Çolpan İlhan
Son kez Adana Altın Koza Onur Ödülü kitabını yaparken bir araya gelmiş, uzun uzun hem kitap için, hem de geçmişten günümüze sinemanın bilinmeyenleri üzerine konuşma fırsatını yakalamıştık. Neler anlatmadı ki? Ama ne var ki kitabın sınırlı ölçüleri içinde, yazdıklarım, anlattıklarının çok azını oluşturdu. İçtenlikle, doğrudan doğruya, katıksız ve yalansız anılarının belki çoğu bende saklı kalacak. O da biliyordu bunların yazılmayacağını, ama bir sinema tarihçisi olarak bana, sanki “bunlar da dağarcığında bulunsun”, ya da “beni daha iyi tanıman için bunları da bilmen gerekli” dercesine anlattı.
YEŞİLÇAM AİLESİYDİ
Çolpan İlhan’la sinemamızın özel tarihinin bir sayfası daha kapandı gibi klasik yaklaşımlardan kaçınmak istesem de, işin aslı bu. Çünkü sinemanın resmi tarihi olmaz. Sinema tarihi, yalnızca filmlerden, olaylardan, akım ve kurumlardan ibaret değildir. Sinemayı tarih yapan, o sektöre katkıları olan kişilerin yaşanmışlıklarıdır. Bu yaşanmışlıklar, çelme taktıkları asık suratlı resmi tarihin sıkıcılığını, güler yüzlü yaptıkları gibi katıksız, dolansız bir gerçeği de ortaya koyar. Çolpan ilhan da kuşkusuz bu tarihin, belirli dönemlerine tanıklık etmiş, ayrıca tanıklık etmekle kalmayıp bizzat içinde olmuş bir kişidir. Ayhan Işıkları, Belgin Dorukları, Turhan Seyfioğlu ve Metin Erksan ve diğerlerini ondan daha iyi kim anlatabilirdi ki? Üstelik tüm söz ettiklerini sanki dün gibiymiş gibi anımsıyor, en ince ayrıntılarına dek, ben merkezi tavrın dışına taşarak olabildiğince nesnel bir yaklaşımla anlatma nezaketini ve dürüstlüğünü gösterebiliyordu. Çünkü biliyordu, rakip de olsalar, kimi kırgın ve yorgun aşklar da yaşasalar, kavga edip darılsalar da, sonuçta Yeşilçam onun gözünde bir aileydi ve hep de öyle kalması, bildiklerimizin tümünün perdede izlediklerimiz kadar olması gerekliydi.

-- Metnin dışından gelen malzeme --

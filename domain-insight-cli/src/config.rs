//! Command-line options and the resolved startup configuration.

use std::time::Duration;

use anyhow::{Result, bail};
use clap::{ArgAction, Parser, ValueEnum};
use domain_insight_toolbox::{DEFAULT_COMPLETION_URL, DEFAULT_WHOIS_API_URL, GenerationParams};

/// Where WHOIS data comes from.
#[derive(Debug, Clone, Copy, PartialEq, Eq, ValueEnum)]
pub enum WhoisSourceKind {
    /// Run the local `whois` client.
    Local,
    /// Query the hosted WHOIS JSON API.
    Hosted,
}

/// Look up WHOIS and DNS data for a domain and get a plain-language summary of it.
#[derive(Debug, Parser)]
#[command(name = "domain-insight", version, about)]
pub struct Cli {
    /// Domain to inspect once. Without it an interactive prompt is started.
    pub domain: Option<String>,

    /// API key for the completion service.
    #[arg(long, env = "OPENAI_API_KEY", hide_env_values = true)]
    pub openai_api_key: Option<String>,

    /// Completion endpoint (OpenAI-compatible `/v1/completions`).
    #[arg(long, env = "COMPLETION_API_URL", default_value = DEFAULT_COMPLETION_URL)]
    pub completion_url: String,

    /// Completion model.
    #[arg(long, env = "COMPLETION_MODEL", default_value = "gpt-3.5-turbo-instruct")]
    pub model: String,

    #[arg(long, default_value_t = 1000)]
    pub max_tokens: u32,

    #[arg(long, default_value_t = 0.1)]
    pub temperature: f64,

    /// Language the summary is written in.
    #[arg(long, default_value = "English")]
    pub language: String,

    #[arg(long, value_enum, default_value_t = WhoisSourceKind::Local)]
    pub whois_source: WhoisSourceKind,

    /// WHOIS client binary used by the local source.
    #[arg(long, default_value = "whois")]
    pub whois_command: String,

    /// API key for the hosted WHOIS source.
    #[arg(long, env = "WHOIS_API_KEY", hide_env_values = true)]
    pub whois_api_key: Option<String>,

    #[arg(long, default_value = DEFAULT_WHOIS_API_URL)]
    pub whois_api_url: String,

    /// Resolve through this nameserver instead of the system configuration.
    #[arg(long, value_name = "IP")]
    pub nameserver: Option<String>,

    /// HTTP request timeout in seconds.
    #[arg(long, value_name = "SECS", default_value_t = 30)]
    pub timeout: u64,

    /// Print each report as JSON instead of tables.
    #[arg(long)]
    pub json: bool,

    /// Increase log verbosity (-v info, -vv debug).
    #[arg(short, long, action = ArgAction::Count)]
    pub verbose: u8,
}

/// Resolved WHOIS source settings.
#[derive(Debug, Clone, PartialEq, Eq)]
pub enum WhoisConfig {
    Local { command: String },
    Hosted { endpoint: String, api_key: String },
}

/// Immutable configuration built once at startup.
#[derive(Debug, Clone)]
pub struct AppConfig {
    pub domain: Option<String>,
    pub openai_api_key: String,
    pub completion_url: String,
    pub generation: GenerationParams,
    pub language: String,
    pub whois: WhoisConfig,
    pub nameserver: Option<String>,
    pub timeout: Duration,
    pub json: bool,
}

impl AppConfig {
    pub fn from_cli(cli: Cli) -> Result<Self> {
        let Some(openai_api_key) = non_blank(cli.openai_api_key) else {
            bail!("no completion API key configured; set OPENAI_API_KEY or pass --openai-api-key");
        };

        let whois = match cli.whois_source {
            WhoisSourceKind::Local => WhoisConfig::Local {
                command: cli.whois_command,
            },
            WhoisSourceKind::Hosted => {
                let Some(api_key) = non_blank(cli.whois_api_key) else {
                    bail!(
                        "the hosted WHOIS source needs an API key; set WHOIS_API_KEY or pass --whois-api-key"
                    );
                };
                WhoisConfig::Hosted {
                    endpoint: cli.whois_api_url,
                    api_key,
                }
            }
        };

        if !(0.0..=2.0).contains(&cli.temperature) {
            bail!("--temperature must be between 0 and 2, got {}", cli.temperature);
        }
        if cli.max_tokens == 0 {
            bail!("--max-tokens must be greater than zero");
        }
        if cli.timeout == 0 {
            bail!("--timeout must be greater than zero");
        }

        let domain = match cli.domain {
            Some(domain) if domain.trim().is_empty() => bail!("the domain argument is empty"),
            Some(domain) => Some(domain.trim().to_string()),
            None => None,
        };

        Ok(Self {
            domain,
            openai_api_key,
            completion_url: cli.completion_url,
            generation: GenerationParams {
                model: cli.model,
                max_tokens: cli.max_tokens,
                temperature: cli.temperature,
            },
            language: cli.language,
            whois,
            nameserver: non_blank(cli.nameserver),
            timeout: Duration::from_secs(cli.timeout),
            json: cli.json,
        })
    }
}

/// Minimum log level for the `-v` count.
pub fn log_level(verbose: u8) -> tracing::Level {
    match verbose {
        0 => tracing::Level::WARN,
        1 => tracing::Level::INFO,
        _ => tracing::Level::DEBUG,
    }
}

fn non_blank(value: Option<String>) -> Option<String> {
    value
        .map(|v| v.trim().to_string())
        .filter(|v| !v.is_empty())
}

#[cfg(test)]
#[allow(clippy::unwrap_used)]
mod tests {
    use super::*;

    fn parse(args: &[&str]) -> Cli {
        let mut argv = vec!["domain-insight"];
        argv.extend_from_slice(args);
        Cli::try_parse_from(argv).unwrap()
    }

    #[test]
    fn test_cli_definition_is_valid() {
        use clap::CommandFactory;
        Cli::command().debug_assert();
    }

    #[test]
    fn test_defaults() {
        let config = AppConfig::from_cli(parse(&["--openai-api-key", "sk-test"])).unwrap();

        assert_eq!(config.domain, None);
        assert_eq!(config.openai_api_key, "sk-test");
        assert_eq!(config.completion_url, DEFAULT_COMPLETION_URL);
        assert_eq!(config.generation, GenerationParams::default());
        assert_eq!(config.language, "English");
        assert_eq!(
            config.whois,
            WhoisConfig::Local {
                command: "whois".to_string()
            }
        );
        assert_eq!(config.nameserver, None);
        assert_eq!(config.timeout, Duration::from_secs(30));
        assert!(!config.json);
    }

    #[test]
    fn test_missing_completion_key_is_fatal() {
        let mut cli = parse(&["example.com"]);
        cli.openai_api_key = None;
        let err = AppConfig::from_cli(cli).unwrap_err();
        assert!(err.to_string().contains("OPENAI_API_KEY"));
    }

    #[test]
    fn test_blank_completion_key_is_fatal() {
        let cli = parse(&["--openai-api-key", "   "]);
        assert!(AppConfig::from_cli(cli).is_err());
    }

    #[test]
    fn test_hosted_source_requires_key() {
        let mut cli = parse(&["--openai-api-key", "sk-test", "--whois-source", "hosted"]);
        cli.whois_api_key = None;
        let err = AppConfig::from_cli(cli).unwrap_err();
        assert!(err.to_string().contains("WHOIS_API_KEY"));
    }

    #[test]
    fn test_hosted_source_with_key() {
        let cli = parse(&[
            "--openai-api-key",
            "sk-test",
            "--whois-source",
            "hosted",
            "--whois-api-key",
            "at_123",
            "--whois-api-url",
            "http://127.0.0.1:8080/whois",
        ]);
        let config = AppConfig::from_cli(cli).unwrap();
        assert_eq!(
            config.whois,
            WhoisConfig::Hosted {
                endpoint: "http://127.0.0.1:8080/whois".to_string(),
                api_key: "at_123".to_string(),
            }
        );
    }

    #[test]
    fn test_domain_is_trimmed() {
        let cli = parse(&["--openai-api-key", "sk-test", "  example.com  "]);
        let config = AppConfig::from_cli(cli).unwrap();
        assert_eq!(config.domain.as_deref(), Some("example.com"));
    }

    #[test]
    fn test_empty_domain_rejected() {
        let cli = parse(&["--openai-api-key", "sk-test", " "]);
        assert!(AppConfig::from_cli(cli).is_err());
    }

    #[test]
    fn test_generation_overrides() {
        let cli = parse(&[
            "--openai-api-key",
            "sk-test",
            "--model",
            "local-instruct",
            "--max-tokens",
            "256",
            "--temperature",
            "0.7",
            "--language",
            "Japanese",
        ]);
        let config = AppConfig::from_cli(cli).unwrap();
        assert_eq!(config.generation.model, "local-instruct");
        assert_eq!(config.generation.max_tokens, 256);
        assert!((config.generation.temperature - 0.7).abs() < f64::EPSILON);
        assert_eq!(config.language, "Japanese");
    }

    #[test]
    fn test_out_of_range_values_rejected() {
        for args in [
            ["--temperature", "3.5"],
            ["--max-tokens", "0"],
            ["--timeout", "0"],
        ] {
            let mut full = vec!["--openai-api-key", "sk-test"];
            full.extend_from_slice(&args);
            assert!(AppConfig::from_cli(parse(&full)).is_err(), "{args:?}");
        }
    }

    #[test]
    fn test_log_level() {
        assert_eq!(log_level(0), tracing::Level::WARN);
        assert_eq!(log_level(1), tracing::Level::INFO);
        assert_eq!(log_level(5), tracing::Level::DEBUG);
    }
}
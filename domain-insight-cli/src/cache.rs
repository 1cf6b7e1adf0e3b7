//! In-process memo of finished lookups, kept for the lifetime of a session.

use std::collections::HashMap;

use domain_insight_toolbox::{DnsRecordSet, WhoisRecord};

/// Successful results keyed by their exact inputs.
///
/// Nothing is ever evicted; failures are never stored, so a failed step is
/// retried on the next submission.
#[derive(Debug, Default)]
pub struct LookupCache {
    whois: HashMap<String, WhoisRecord>,
    dns: HashMap<String, DnsRecordSet>,
    summaries: HashMap<(WhoisRecord, DnsRecordSet), String>,
}

impl LookupCache {
    pub fn new() -> Self {
        Self::default()
    }

    pub fn whois(&self, domain: &str) -> Option<&WhoisRecord> {
        self.whois.get(domain)
    }

    pub fn store_whois(&mut self, domain: &str, record: WhoisRecord) {
        self.whois.insert(domain.to_string(), record);
    }

    pub fn dns(&self, domain: &str) -> Option<&DnsRecordSet> {
        self.dns.get(domain)
    }

    pub fn store_dns(&mut self, domain: &str, records: DnsRecordSet) {
        self.dns.insert(domain.to_string(), records);
    }

    pub fn summary(&self, whois: &WhoisRecord, dns: &DnsRecordSet) -> Option<&str> {
        // Tuple keys can't be borrowed piecewise, so the lookup key is cloned.
        self.summaries
            .get(&(whois.clone(), dns.clone()))
            .map(String::as_str)
    }

    pub fn store_summary(&mut self, whois: WhoisRecord, dns: DnsRecordSet, summary: String) {
        self.summaries.insert((whois, dns), summary);
    }
}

Gerisi ise onların, yalnızca onların bilmesi gereken olan özel şeylerdi.
GENÇ VE GÜZEL KALACAK
Çolpan İlhan, sinemamızın alışılmış star tipolojisinin ezberini bozan, önceden belirlenmiş beğeni skalasını alt-üst eden, aurasıyla ayrıksı olduğunun altını çizen, tekdüze bir tip olmanın ötesinde karakterin tüm ögelerini cömertçe ortaya koyan ve de Yeşilçam piyasasında nankör rol olarak bilinen her bir rolü oynayıp da, yine çok sevilip tutulan ender, sıradışı, hiçbir oyuncuyla uzak-yakın kıyaslanmayacak bir özelliğe ve fiziğe sahipti. Kimi zaman sevecen, masum, edilgin, kimi zaman kibirli, küstah, reddedici ve kırıcı gibi birbirleriyle uzak-yakın bağdaşmayan karakterleri aynı bedende yansıtıp da, sevilmek, benimsenmek bizim sinemamızda pek görülmez. Çolpan İlhan işte bu ezberi bozam bir sanatçıydı da...Ama onun en büyük özelliği, ya da perdeden bize yansıyan ışığı, hanımefendiliği, kibarlığı, nezaketi, hadi açıkça söyleyeyim hiç kimselere benzemeyen o kendine özgü, farklı bir sınıfın temsilcisi olduğunu kulağımıza fısıldayan asaleti idi.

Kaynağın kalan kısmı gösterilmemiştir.